The document mentions "intended users" and "representative users" in the context of Human Factors and Usability evaluation and Design Validation. However, it does not specify the number of experts used to establish ground truth for any test set or their specific qualifications (e.g., "radiologist with 10 years of experience").

4. Adjudication Method for the Test Set

The document does not describe any adjudication method (e.g., 2+1, 3+1) for establishing ground truth for any test set. The term "ground truth" itself is not explicitly used in the context of expert review in the provided text.

5. If a Multi Reader Multi Case (MRMC) Comparative Effectiveness Study Was Done, and the Effect Size of How Much Human Readers Improve with AI vs without AI Assistance

The document does not mention or describe a Multi Reader Multi Case (MRMC) comparative effectiveness study. The Monarch® Platform is described as a capital equipment platform with electromechanical articulation and control, and software for navigation, but there is no indication of an AI component designed to assist human readers in interpretation or diagnosis, nor any study comparing human performance with and without AI assistance.

6. If a Standalone (i.e., algorithm only without human-in-the-loop performance) Was Done

The document describes the Monarch® Platform as a system that requires "continuous and direct physician control" and where "Device movement is only at the command of the physician." The software provides "optional navigation guidance." This indicates that the device is designed for human-in-the-loop operation, and the description does not support the idea of a standalone (algorithm-only) performance study.

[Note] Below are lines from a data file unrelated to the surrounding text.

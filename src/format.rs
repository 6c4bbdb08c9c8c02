// Copyright (c) 2025 Soumyadip Sarkar.
// All rights reserved.
//
// This source code is licensed under the license found in the
// LICENSE file in the root directory of this source tree.

use crate::error::FormatError;
use crate::models::BillStatus;
use chrono::{DateTime, Datelike, NaiveDate, NaiveDateTime};
use serde::{Deserialize, Serialize};
use std::str::FromStr;

#[derive(Debug, Clone, Copy, Default, PartialEq, Eq, Serialize, Deserialize)]
#[serde(rename_all = "snake_case")]
pub enum DateStyle {
    /// `2004-04-04`
    #[default]
    Iso,
    /// `4 Avr. 04`
    FrenchShort,
}

impl FromStr for DateStyle {
    type Err = String;

    fn from_str(s: &str) -> Result<Self, Self::Err> {
        match s.trim().to_lowercase().as_str() {
            "iso" => Ok(DateStyle::Iso),
            "french_short" | "french-short" | "fr" => Ok(DateStyle::FrenchShort),
            other => Err(format!("Unknown date style '{}' (use iso|french-short)", other)),
        }
    }
}

const FR_MONTHS: [&str; 12] = [
    "Jan", "Fév", "Mar", "Avr", "Mai", "Jui", "Jui", "Aoû", "Sep", "Oct", "Nov", "Déc",
];

/// Parses the stored date into a comparable value. Accepts plain dates,
/// RFC 3339 timestamps and naive `T`-separated timestamps.
pub fn parse_bill_date(raw: &str) -> Option<NaiveDate> {
    let s = raw.trim();
    if let Ok(d) = NaiveDate::parse_from_str(s, "%Y-%m-%d") {
        return Some(d);
    }
    if let Ok(dt) = DateTime::parse_from_rfc3339(s) {
        return Some(dt.date_naive());
    }
    NaiveDateTime::parse_from_str(s, "%Y-%m-%dT%H:%M:%S%.f")
        .ok()
        .map(|dt| dt.date())
}

pub fn try_format_date(raw: &str, style: DateStyle) -> Result<String, FormatError> {
    let d = parse_bill_date(raw).ok_or_else(|| FormatError {
        raw: raw.to_string(),
    })?;
    Ok(match style {
        DateStyle::Iso => d.format("%Y-%m-%d").to_string(),
        DateStyle::FrenchShort => format!(
            "{} {}. {:02}",
            d.day(),
            FR_MONTHS[d.month0() as usize],
            d.year().rem_euclid(100)
        ),
    })
}

/// Display date; malformed input comes back untouched so the row still renders.
pub fn format_date(raw: &str, style: DateStyle) -> String {
    try_format_date(raw, style).unwrap_or_else(|_| raw.to_string())
}

pub fn format_status(status: &BillStatus) -> String {
    match status {
        BillStatus::Pending => "En attente".to_string(),
        BillStatus::Accepted => "Accepté".to_string(),
        BillStatus::Refused => "Refusé".to_string(),
        BillStatus::Other(s) => s.clone(),
    }
}

//! JSON-RPC client for the workspace host API.

mod client;
mod protocol;

use std::time::Duration;

pub use client::RpcConnector;

#[derive(Debug, thiserror::Error)]
pub enum RpcError {
    #[error("server is unavailable")]
    Unavailable,

    #[error("handshake rejected with HTTP {status}")]
    Rejected { status: u16 },

    #[error("{method} timed out after {after:?}")]
    Timeout { method: String, after: Duration },

    #[error("remote error {code}: {message}")]
    Remote { code: i64, message: String },

    #[error("connection closed: {0}")]
    Closed(String),

    #[error(transparent)]
    Other(#[from] anyhow::Error),
}
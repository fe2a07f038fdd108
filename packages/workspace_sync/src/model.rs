//! Session and instance-state types.

use std::cmp::Ordering;
use std::fmt;

use chrono::{DateTime, Utc};
use serde::{Deserialize, Deserializer, Serialize, Serializer};

/// Runtime phase of a workspace instance. The set is closed; unrecognised
/// wire values map to `Unknown`.
#[derive(Clone, Copy, Debug, PartialEq, Eq, Hash)]
pub enum Phase {
    Unknown,
    Preparing,
    Building,
    Pending,
    Creating,
    Initializing,
    Running,
    Interrupted,
    Stopping,
    Stopped,
}

impl Phase {
    pub const ALL: [Phase; 10] = [
        Phase::Unknown,
        Phase::Preparing,
        Phase::Building,
        Phase::Pending,
        Phase::Creating,
        Phase::Initializing,
        Phase::Running,
        Phase::Interrupted,
        Phase::Stopping,
        Phase::Stopped,
    ];

    pub fn parse(s: &str) -> Phase {
        match s {
            "preparing" => Phase::Preparing,
            "building" => Phase::Building,
            "pending" => Phase::Pending,
            "creating" => Phase::Creating,
            "initializing" => Phase::Initializing,
            "running" => Phase::Running,
            "interrupted" => Phase::Interrupted,
            "stopping" => Phase::Stopping,
            "stopped" => Phase::Stopped,
            _ => Phase::Unknown,
        }
    }

    pub fn as_str(self) -> &'static str {
        match self {
            Phase::Unknown => "unknown",
            Phase::Preparing => "preparing",
            Phase::Building => "building",
            Phase::Pending => "pending",
            Phase::Creating => "creating",
            Phase::Initializing => "initializing",
            Phase::Running => "running",
            Phase::Interrupted => "interrupted",
            Phase::Stopping => "stopping",
            Phase::Stopped => "stopped",
        }
    }
}

impl fmt::Display for Phase {
    fn fmt(&self, f: &mut fmt::Formatter<'_>) -> fmt::Result {
        f.pad(self.as_str())
    }
}

impl Serialize for Phase {
    fn serialize<S: Serializer>(&self, serializer: S) -> Result<S::Ok, S::Error> {
        serializer.serialize_str(self.as_str())
    }
}

impl<'de> Deserialize<'de> for Phase {
    fn deserialize<D: Deserializer<'de>>(deserializer: D) -> Result<Self, D::Error> {
        let s = String::deserialize(deserializer)?;
        Ok(Phase::parse(&s))
    }
}

/// How a session is presented to the user.
#[derive(Clone, Copy, Debug, PartialEq, Eq, Hash, Serialize, Deserialize)]
#[serde(rename_all = "snake_case")]
pub enum PresentationCategory {
    Connectable,
    StoppedOk,
    StoppedFailed,
    Transitioning,
}

impl PresentationCategory {
    /// Whether the IDE can attach directly (starting instances are attachable
    /// and the gateway waits for them).
    pub fn can_connect(self) -> bool {
        matches!(
            self,
            PresentationCategory::Connectable | PresentationCategory::Transitioning
        )
    }

    pub fn label(self) -> &'static str {
        match self {
            PresentationCategory::Connectable => "running",
            PresentationCategory::StoppedOk => "stopped",
            PresentationCategory::StoppedFailed => "failed",
            PresentationCategory::Transitioning => "starting",
        }
    }
}

/// Ordering information attached to every instance state by the remote.
#[derive(Clone, Debug, PartialEq, Eq, Serialize, Deserialize)]
pub struct RecencyMarker {
    pub instance_id: String,
    pub created_at: DateTime<Utc>,
    /// Status version, increasing over the life of one instance.
    pub version: u64,
}

impl RecencyMarker {
    /// Total order over markers, keyed on `(created_at, version)`.
    ///
    /// Every status of one instance shares its creation time, so versions
    /// decide within an instance and a later-created instance supersedes an
    /// earlier one. Distinct instances created at the same instant fall back
    /// to their versions.
    pub fn compare(&self, other: &RecencyMarker) -> Ordering {
        (self.created_at, self.version).cmp(&(other.created_at, other.version))
    }

    pub fn is_newer_than(&self, other: &RecencyMarker) -> bool {
        self.compare(other) == Ordering::Greater
    }
}

/// Latest observed runtime status of a session.
#[derive(Clone, Debug, PartialEq, Eq, Serialize, Deserialize)]
pub struct InstanceState {
    pub phase: Phase,
    #[serde(default, skip_serializing_if = "Option::is_none")]
    pub failure: Option<String>,
    pub ide_url: String,
    pub recency: RecencyMarker,
}

impl InstanceState {
    /// Failure detail, with blank strings treated as absent.
    pub fn failure(&self) -> Option<&str> {
        self.failure
            .as_deref()
            .map(str::trim)
            .filter(|f| !f.is_empty())
    }

    pub fn category(&self) -> PresentationCategory {
        match self.phase {
            Phase::Running => PresentationCategory::Connectable,
            Phase::Stopped if self.failure().is_some() => PresentationCategory::StoppedFailed,
            Phase::Stopped => PresentationCategory::StoppedOk,
            Phase::Interrupted | Phase::Unknown => PresentationCategory::StoppedFailed,
            Phase::Preparing
            | Phase::Building
            | Phase::Pending
            | Phase::Creating
            | Phase::Initializing
            | Phase::Stopping => PresentationCategory::Transitioning,
        }
    }
}

/// A remote workspace session visible in the table.
#[derive(Clone, Debug, PartialEq, Eq, Serialize, Deserialize)]
pub struct WorkspaceSession {
    pub id: String,
    pub context_url: String,
    pub latest: InstanceState,
}

/// What the UI should do when the user picks a session.
#[derive(Clone, Debug, PartialEq, Eq, Serialize)]
#[serde(tag = "kind", rename_all = "snake_case")]
pub enum ConnectAction {
    /// Hand the session to the IDE gateway.
    Gateway { host: String, session_id: String },
    /// Open the IDE URL in a browser instead.
    Browser { url: String },
}

impl WorkspaceSession {
    pub fn category(&self) -> PresentationCategory {
        self.latest.category()
    }

    pub fn connect_action(&self, host: &str) -> ConnectAction {
        if self.category().can_connect() {
            ConnectAction::Gateway {
                host: host.to_string(),
                session_id: self.id.clone(),
            }
        } else {
            ConnectAction::Browser {
                url: self.latest.ide_url.clone(),
            }
        }
    }
}

/// A session as returned by the bulk fetch, before filtering.
#[derive(Clone, Debug, PartialEq, Eq, Serialize, Deserialize)]
pub struct SessionRecord {
    pub id: String,
    pub context_url: String,
    #[serde(default)]
    pub latest_instance: Option<InstanceState>,
}

impl SessionRecord {
    /// Only sessions with an instance are visible.
    pub fn into_session(self) -> Option<WorkspaceSession> {
        let latest = self.latest_instance?;
        Some(WorkspaceSession {
            id: self.id,
            context_url: self.context_url,
            latest,
        })
    }
}

/// An incremental change to one session's instance state.
#[derive(Clone, Debug, PartialEq, Eq, Serialize, Deserialize)]
pub struct UpdateEvent {
    pub session_id: String,
    pub state: InstanceState,
}

/// Which sessions a subscription covers.
#[derive(Clone, Debug, PartialEq, Eq)]
pub enum Selector {
    All,
    Session(String),
}

impl Selector {
    pub fn parse(s: &str) -> Selector {
        match s {
            "*" => Selector::All,
            id => Selector::Session(id.to_string()),
        }
    }

    pub fn matches(&self, session_id: &str) -> bool {
        match self {
            Selector::All => true,
            Selector::Session(id) => id == session_id,
        }
    }
}

impl fmt::Display for Selector {
    fn fmt(&self, f: &mut fmt::Formatter<'_>) -> fmt::Result {
        match self {
            Selector::All => f.write_str("*"),
            Selector::Session(id) => f.write_str(id),
        }
    }
}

7. The Type of Ground Truth Used

Based on the descriptions:

• Design Validation and Acute Animal Safety: The "ground truth" for these studies would implicitly be established through direct observation, physiological measurements, and potentially post-mortem examination in the animal models, assessing safety and functionality in a simulated use environment. This is a form of direct-measurement or observation-based ground truth specific to animal model performance.
• Other tests (Reprocessing, Sterility, Biocompatibility, Electrical Safety, Software, Verification Testing, Human Factors): These rely on adherence to established standards and internal specifications, where "ground truth" is defined by the objective pass/fail criteria of technical tests rather than expert consensus on diagnostic images or pathology.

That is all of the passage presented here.